Chavez'e saldırmak uzun süredir ABD elitleri arasında ahlaki bir tartışma konusu oldu. En yeni örnekler, Venezuela'da suçun artmasından ve Kolombiya'nın istikrarsızlaştırılmasından Chavez'in sorumlu olduğu yönündeki iddiaları belgeleyen New York Times ve Washington Post'un 21 Temmuz baskılarında görülüyor. Washington Post için en büyük endişe kaynağı, ABD Hükümeti Sorumluluk Bürosu'nun (GAO) kısa süre önce yayımladığı ve "Başkan Hugo Chavez hükümetinin üst düzey yolsuzluklarını ve Kolombiya'nın uyuşturucu kaçakçısı gerillalarına devlet yardımını Venezuela'yı bir ülke haline getiren" iddiaların ana hatlarını çizen bir rapordur. Amerika Birleşik Devletleri ve Avrupa'ya gidecek kokain için büyük bir fırlatma rampası." Dikkatler, Post tarafından Kolombiya kokain ticaretinin yüzde 60'ını kontrol ettiği tahmin edilen Kolombiya'nın Marksist FARC gerillalarına çevriliyor. Cumhuriyetçi Senatör Richard Lugar'a, Post'ta Venezuela'yı "uluslararası yasadışı uyuşturucu ticaretine büyük ölçüde bağımlı ve ona bağlı bir narko-devleti haline gelmekle" şeytanlaştırması için yer verildi.

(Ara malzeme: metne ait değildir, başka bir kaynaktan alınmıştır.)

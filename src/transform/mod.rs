//! Radiometric rendering transforms.
//!
//! This module turns a decoded [`crate::RasterFrame`] into an 8-bit
//! displayable [`Raster8`]:
//! - **Modality rescale** (`slope`, `intercept`) per frame
//! - **VOI** window (center/width) or lookup table per frame, LUTs winning
//! - **Palette color** lookup for palette and supplemental-palette images
//! - **Inversion** and **padding** suppression
//!
//! Every call takes its own [`RenderOptions`]; there is no shared selection state.

mod color;
mod palette;
mod render;
mod window;

pub use color::{rgb_to_ybr, ybr_to_rgb};
pub use palette::{PaletteColorLut, PaletteDescriptor, PaletteUsage};
pub use render::{render, Raster8, RenderOptions, RenderWarning, Rendered};
pub use window::apply_function;

pub use crate::config::{ColorMode, VoiFunction};

use serde::{Deserialize, Serialize};

/// Modality rescale of one frame.
#[derive(Debug, Clone, Copy, PartialEq, Serialize, Deserialize)]
pub struct Rescale {
    /// Rescale Slope.
    pub slope: f64,
    /// Rescale Intercept.
    pub intercept: f64,
}

impl Rescale {
    /// Slope 1, intercept 0.
    pub const IDENTITY: Rescale = Rescale {
        slope: 1.0,
        intercept: 0.0,
    };

    /// Create a rescale.
    pub fn new(slope: f64, intercept: f64) -> Self {
        Self { slope, intercept }
    }

    /// `stored * slope + intercept`.
    #[inline]
    pub fn apply(&self, stored: f64) -> f64 {
        stored * self.slope + self.intercept
    }
}

impl Default for Rescale {
    fn default() -> Self {
        Self::IDENTITY
    }
}

/// Per-frame modality rescale values.
///
/// A list shorter than the number of frames (typically one shared entry)
/// applies its first entry to the remaining frames.
#[derive(Debug, Clone, Default, PartialEq, Serialize, Deserialize)]
pub struct ModalityTransform {
    frames: Vec<Rescale>,
}

impl ModalityTransform {
    /// One rescale per frame.
    pub fn new(frames: Vec<Rescale>) -> Self {
        Self { frames }
    }

    /// The same rescale for every frame.
    pub fn uniform(rescale: Rescale) -> Self {
        Self {
            frames: vec![rescale],
        }
    }

    /// Rescale for `frame`, identity if none is present.
    pub fn for_frame(&self, frame: usize) -> Rescale {
        self.frames
            .get(frame)
            .or_else(|| self.frames.first())
            .copied()
            .unwrap_or(Rescale::IDENTITY)
    }

    /// Whether any rescale is defined.
    pub fn is_empty(&self) -> bool {
        self.frames.is_empty()
    }
}

/// VOI window.
#[derive(Debug, Clone, Copy, PartialEq, Serialize, Deserialize)]
pub struct Window {
    /// Window Center.
    pub center: f64,
    /// Window Width.
    pub width: f64,
}

impl Window {
    /// Create a window.
    pub fn new(center: f64, width: f64) -> Self {
        Self { center, width }
    }
}

/// VOI lookup table.
#[derive(Debug, Clone, PartialEq, Serialize, Deserialize)]
pub struct VoiLut {
    /// First input value mapped by the table.
    pub first_value_mapped: i32,
    /// Number of table entries.
    pub number_of_entries: u32,
    /// Bits per output entry.
    pub bits_per_entry: u16,
    /// Output values.
    pub data: Vec<u16>,
}

impl VoiLut {
    /// Create a LUT; a declared entry count of 0 means 65536.
    pub fn new(first_value_mapped: i32, number_of_entries: u32, bits_per_entry: u16, data: Vec<u16>) -> Self {
        let number_of_entries = if number_of_entries == 0 { 65536 } else { number_of_entries };
        Self {
            first_value_mapped,
            number_of_entries,
            bits_per_entry,
            data,
        }
    }

    /// Window that presents the table as an identity-scaled index transform.
    pub fn identity_window(&self) -> Window {
        Window::new(
            self.first_value_mapped as f64 + self.number_of_entries as f64 / 2.0,
            self.number_of_entries as f64,
        )
    }

    /// Largest output value the table can produce, rounded up to a full
    /// power of two and capped by the declared bits per entry.
    pub fn output_max(&self) -> u32 {
        let declared = crate::format::low_bits_mask(self.bits_per_entry.clamp(1, 16));
        let largest = self.data.iter().copied().max().unwrap_or(0) as u32;
        let used = (largest + 1).next_power_of_two() - 1;
        used.min(declared).max(1)
    }

    /// Table output for a rescaled input value.
    pub fn lookup(&self, value: f64) -> u16 {
        if self.data.is_empty() {
            return 0;
        }
        let last = self.data.len().min(self.number_of_entries as usize).max(1) - 1;
        let index = (value.floor() as i64 - self.first_value_mapped as i64).clamp(0, last as i64);
        self.data[index as usize]
    }
}

/// VOI windows and LUTs defined for one frame.
#[derive(Debug, Clone, Default, PartialEq, Serialize, Deserialize)]
pub struct VoiFrame {
    /// Windows in declaration order.
    pub windows: Vec<Window>,
    /// Lookup tables in declaration order.
    pub luts: Vec<VoiLut>,
}

/// VOI transform chosen for one render call.
#[derive(Debug, Clone, Copy, PartialEq)]
pub enum VoiSelection<'a> {
    /// Apply a window with the requested function.
    Window(Window),
    /// Apply a lookup table.
    Lut(&'a VoiLut),
}

/// Per-frame VOI transforms.
#[derive(Debug, Clone, Default, PartialEq, Serialize, Deserialize)]
pub struct VoiTransform {
    frames: Vec<VoiFrame>,
}

impl VoiTransform {
    /// One entry per frame.
    pub fn new(frames: Vec<VoiFrame>) -> Self {
        Self { frames }
    }

    /// The same windows and LUTs for every frame.
    pub fn uniform(frame: VoiFrame) -> Self {
        Self {
            frames: vec![frame],
        }
    }

    /// A single window for every frame.
    pub fn window(center: f64, width: f64) -> Self {
        Self::uniform(VoiFrame {
            windows: vec![Window::new(center, width)],
            luts: Vec::new(),
        })
    }

    /// Definitions for `frame`, falling back to the first entry.
    pub fn for_frame(&self, frame: usize) -> Option<&VoiFrame> {
        self.frames.get(frame).or_else(|| self.frames.first())
    }

    /// Pick the transform for `frame`: a LUT if the frame has any, otherwise a
    /// window with positive width. `selection` indexes into whichever list
    /// wins and falls back to its first entry.
    pub fn select(&self, frame: usize, selection: usize) -> Option<VoiSelection<'_>> {
        let entry = self.for_frame(frame)?;
        if !entry.luts.is_empty() {
            let lut = entry.luts.get(selection).unwrap_or(&entry.luts[0]);
            return Some(VoiSelection::Lut(lut));
        }
        let window = entry.windows.get(selection).or_else(|| entry.windows.first())?;
        (window.width > 0.0).then_some(VoiSelection::Window(*window))
    }
}

#[cfg(test)]
mod tests {
    use super::*;

    #[test]
    fn test_modality_fallback() {
        let modality = ModalityTransform::new(vec![Rescale::new(2.0, -10.0), Rescale::new(1.0, 5.0)]);
        assert_eq!(modality.for_frame(1).apply(10.0), 15.0);
        assert_eq!(modality.for_frame(7).apply(10.0), 10.0);
        assert_eq!(ModalityTransform::default().for_frame(0), Rescale::IDENTITY);
    }

    #[test]
    fn test_lut_wins_over_window() {
        let voi = VoiTransform::uniform(VoiFrame {
            windows: vec![Window::new(40.0, 400.0)],
            luts: vec![VoiLut::new(-100, 4, 8, vec![0, 10, 20, 30])],
        });
        assert!(matches!(voi.select(0, 0), Some(VoiSelection::Lut(_))));
        assert!(matches!(voi.select(3, 5), Some(VoiSelection::Lut(_))));
    }

    #[test]
    fn test_window_selection_and_zero_width() {
        let voi = VoiTransform::uniform(VoiFrame {
            windows: vec![Window::new(40.0, 400.0), Window::new(300.0, 1500.0)],
            luts: Vec::new(),
        });
        assert_eq!(voi.select(0, 1), Some(VoiSelection::Window(Window::new(300.0, 1500.0))));
        assert_eq!(voi.select(0, 9), Some(VoiSelection::Window(Window::new(40.0, 400.0))));
        assert_eq!(VoiTransform::window(10.0, 0.0).select(0, 0), None);
        assert_eq!(VoiTransform::default().select(0, 0), None);
    }

    #[test]
    fn test_voi_lut_lookup_and_identity() {
        let lut = VoiLut::new(-2, 4, 16, vec![100, 200, 300, 4000]);
        assert_eq!(lut.lookup(-50.0), 100);
        assert_eq!(lut.lookup(-1.0), 200);
        assert_eq!(lut.lookup(99.0), 4000);
        assert_eq!(lut.output_max(), 4095);
        assert_eq!(lut.identity_window(), Window::new(0.0, 4.0));
        assert_eq!(VoiLut::new(0, 0, 16, vec![]).number_of_entries, 65536);
    }
}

Geride kalmamak adına, Times'ın 21 Temmuz tarihli haberi, Chavez'in batı Venezüella'da bulunan Barinas şehrinde yaşayan vatandaşların giderek daha fazla kaçırılması olayına karıştığını gösteriyor. Barinas, ülkenin geri kalanına göre 3.5 kat daha fazla kaçırılma oranına maruz kalıyor ve şehir şu anda Chavez'in kardeşi Adán Chavez tarafından yönetiliyor. Times, Chavez ailesinin Barinas'taki adam kaçırma olaylarındaki suç ortaklığına dair hiçbir kanıt sunmuyor ancak bu, gazetenin "Bay Chavez'in ailesi bölgedeki kontrolünü sıkılaştırırken [Barinas'taki] kargaşadan beslenen silahlı çeteler" arasında genel bağlantılar kurmasını engellemedi. eyalet." Okuyucular bu kışkırtıcı retorikte nesnellik iddiasını bile bulamayacaklar.
Chavez ile adam kaçırma olayları arasındaki bağlantıya dair gerçek kanıtları aramak Times'ın oyun planının bir parçası değil. Chavez rejimine yönelik muğlak polemiklerle kamusal söylemi bulanıklaştırmayı tercih ediyorlar. Aslında Times, Chavez'in Barinas'la asıl ilgisinin (kaçırılmalardan giderek daha fazla acı çeken) yoksullara zarar vermek değil, toprak reformunun uygulanması ve petrol fonlarının halk için kullanılması yoluyla kitlelerin çoğunu iyileştirme çabalarına odaklandığını kabul ediyor. refah programları.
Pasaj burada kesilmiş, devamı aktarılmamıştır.